Resonating Tides, an exhibition of 11 female artists curated by Janet Bellotto, opens the floor for discussion on climate action through art.
Launched during COP28, Resonating Tides extends the summit’s discussions around climate action to the realm of culture. Curated by artist and writer Janet Bellotto, the exhibition examines the ways in which water connects us with each other and with Earth. Within the Women’s Pavilion in Dubai’s Expo City, Bellotto brings together a selection of woman-authored works that resonate with this concept through explorations of water, the environment, womanhood and the inextricable ties that bind them.
The exhibition creates a fluid conversation between works that engage individually with these disparate thematic threads. Marwah AlMugait’s video installation I Lived Once (2020), for instance, comments on the interdependence between humans and the environment through a moving performance choreographed to mimic the self-defence mechanism of the Mimosa peduca plant, also known as the “touch-me-not”. The work equates human life and nature, with the performers standing in for the plant and with the viewer also taking part in the dance as the camera weaves between their bodies. Bahraini artist Ghada Khunji offers an analogy between femaleness and nature with Kãf-Ha-Ya-‘Aĩn- Ṣãd (2020), consisting of a bisht or traditional cloak adorned with 2200 sun-cured date seeds. The work’s title references a chapter from the Qur’an in which Allah relieves Maryam from the pains of childbirth with dates, signalling the artist’s perspective of the palm tree as a symbol of fertility.
A standout work is Sama Alshaibi’s Silsila (2014), which highlights the disruption of the relationship between humanity and nature as a result of human action. Part of a multi-media project with the same title, the photograph depicts a female figure emerging from the sea, her back to us and her hands raised as if in supplication. The series follows the artist on her travels across various bodies of water located along the route taken by 14th-century explorer Ibn Battuta, where communities face threats caused by climate change, whether drought, displacement or limited access to water due to hydro-political conflict. Silsila – Arabic for ‘chain’ or ‘link’ – demonstrates literally how water connects us. “The climate disasters of tomorrow do not stop at borders. They move, they cross over, the problems move and cross over with them,” says the artist.
Three works from Alshaibi’s series Carry Over (2019), also featured in Resonating Tides, evoke the effects of water-related climate issues on women. Showing female figures balancing water vessels on their heads, the project echoes and challenges stereotypical Orientalist portraits of Arab women that depicted them as subjugated. For the artist, the works instead embody the strength and power of women responsible for collecting a resource fundamental to life. While Carry Over is concerned primarily with questions of representation, juxtaposed with Silsila and the exhibition’s other works, it speaks to the incongruous impact of climate change on young women in low-income societies, who often have to leave school to help secure and transport water during periods of drought or erratic rainfall. Aïda Muluneh’s Water Life (2018) explores the same line of questioning through editorial-style photographs of women in bright dresses carrying jugs through the barren landscape of Dallol, Ethiopia, one of the hottest and driest places on Earth.
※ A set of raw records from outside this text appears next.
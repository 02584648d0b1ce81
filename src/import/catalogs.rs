//! Reference catalog snapshot used for cross-reference validation.

use anyhow::Result;
use serde::{Deserialize, Deserializer, Serialize};

use crate::store::CatalogStore;

/// A category, collection or selectable option as listed by the store.
#[derive(Clone, Debug, PartialEq, Eq, Serialize, Deserialize)]
pub struct CatalogEntry {
    #[serde(deserialize_with = "id_string")]
    pub id: String,
    #[serde(default)]
    pub slug: String,
    #[serde(default)]
    pub name: String,
}

impl CatalogEntry {
    pub fn new(id: impl Into<String>, slug: impl Into<String>, name: impl Into<String>) -> Self {
        Self {
            id: id.into(),
            slug: slug.into(),
            name: name.into(),
        }
    }
}

/// Accept ids stored either as strings or as integers.
fn id_string<'de, D: Deserializer<'de>>(de: D) -> Result<String, D::Error> {
    #[derive(Deserialize)]
    #[serde(untagged)]
    enum Id {
        Text(String),
        Number(i64),
    }
    Ok(match Id::deserialize(de)? {
        Id::Text(s) => s,
        Id::Number(n) => n.to_string(),
    })
}

/// Immutable snapshot of the external catalogs, captured once per session.
#[derive(Clone, Debug, Default, PartialEq, Eq)]
pub struct ReferenceCatalogs {
    pub categories: Vec<CatalogEntry>,
    pub collections: Vec<CatalogEntry>,
    pub options: Vec<CatalogEntry>,
}

impl ReferenceCatalogs {
    /// Query all three lists from the store.
    pub async fn load(store: &dyn CatalogStore) -> Result<Self> {
        let categories = store.list_categories().await?;
        let collections = store.list_collections().await?;
        let options = store.list_options().await?;
        tracing::info!(
            "catalogs loaded: {} categories, {} collections, {} options",
            categories.len(),
            collections.len(),
            options.len()
        );
        Ok(Self {
            categories,
            collections,
            options,
        })
    }

    pub fn category_id(&self, slug: &str) -> Option<&str> {
        find_by_slug(&self.categories, slug)
    }

    pub fn collection_id(&self, slug: &str) -> Option<&str> {
        find_by_slug(&self.collections, slug)
    }
}

fn find_by_slug<'a>(entries: &'a [CatalogEntry], slug: &str) -> Option<&'a str> {
    entries
        .iter()
        .find(|e| e.slug.eq_ignore_ascii_case(slug))
        .map(|e| e.id.as_str())
}

#[cfg(test)]
mod tests {
    use super::*;

    #[test]
    fn test_lookup_by_slug_ignores_case() {
        let catalogs = ReferenceCatalogs {
            categories: vec![CatalogEntry::new("c1", "rings", "Rings")],
            ..Default::default()
        };
        assert_eq!(catalogs.category_id("Rings"), Some("c1"));
        assert_eq!(catalogs.category_id("necklaces"), None);
        assert_eq!(catalogs.collection_id("rings"), None);
    }

    #[test]
    fn test_entry_accepts_numeric_ids() {
        let entries: Vec<CatalogEntry> =
            serde_json::from_str(r#"[{"id":7,"slug":"bridal","name":"Bridal"},{"id":"x","name":"Size"}]"#)
                .unwrap();
        assert_eq!(entries[0].id, "7");
        assert_eq!(entries[1].id, "x");
        assert_eq!(entries[1].slug, "");
    }
}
On the subject of the enduring strength of women, Magda Malkoun presents an NFT entitled Hope (2021–22), an animated portrait of a woman consisting of fragmented photographs of objects that bear personal significance for the artist. The woman’s face is solemnly upturned, echoing the beseeching figure in Alshaibi’s Silsila, her hair flowing like waves or ripples in water. “My work explores how women are at the frontlines of man-made and natural disasters, and have the power to reinvent themselves despite adversity and find solutions with limited resources,” Malkoun says. “While worthy of celebration, it’s important to remember that this resilience is often a form of survival mode and shouldn’t be the norm.”
A talk held on the exhibition’s opening night, featuring Malkoun, Khunji and textile artist Stephanie Neville, was centred around the potential of art to enact “culture-based climate action”. A question repeatedly posed by art critics, it is particularly pertinent in the context of COP28. On one hand, the activist capacity of art is dubious given its niche and often elite audience and the general lack of engagement with the potential beneficiaries of any supposed advocacy. The climate summit, however, is undoubtedly a space for action-oriented discussion, where the conversations that art is inherently capable of sparking just might, with the right people talking and listening, help germinate the seeds of social impact.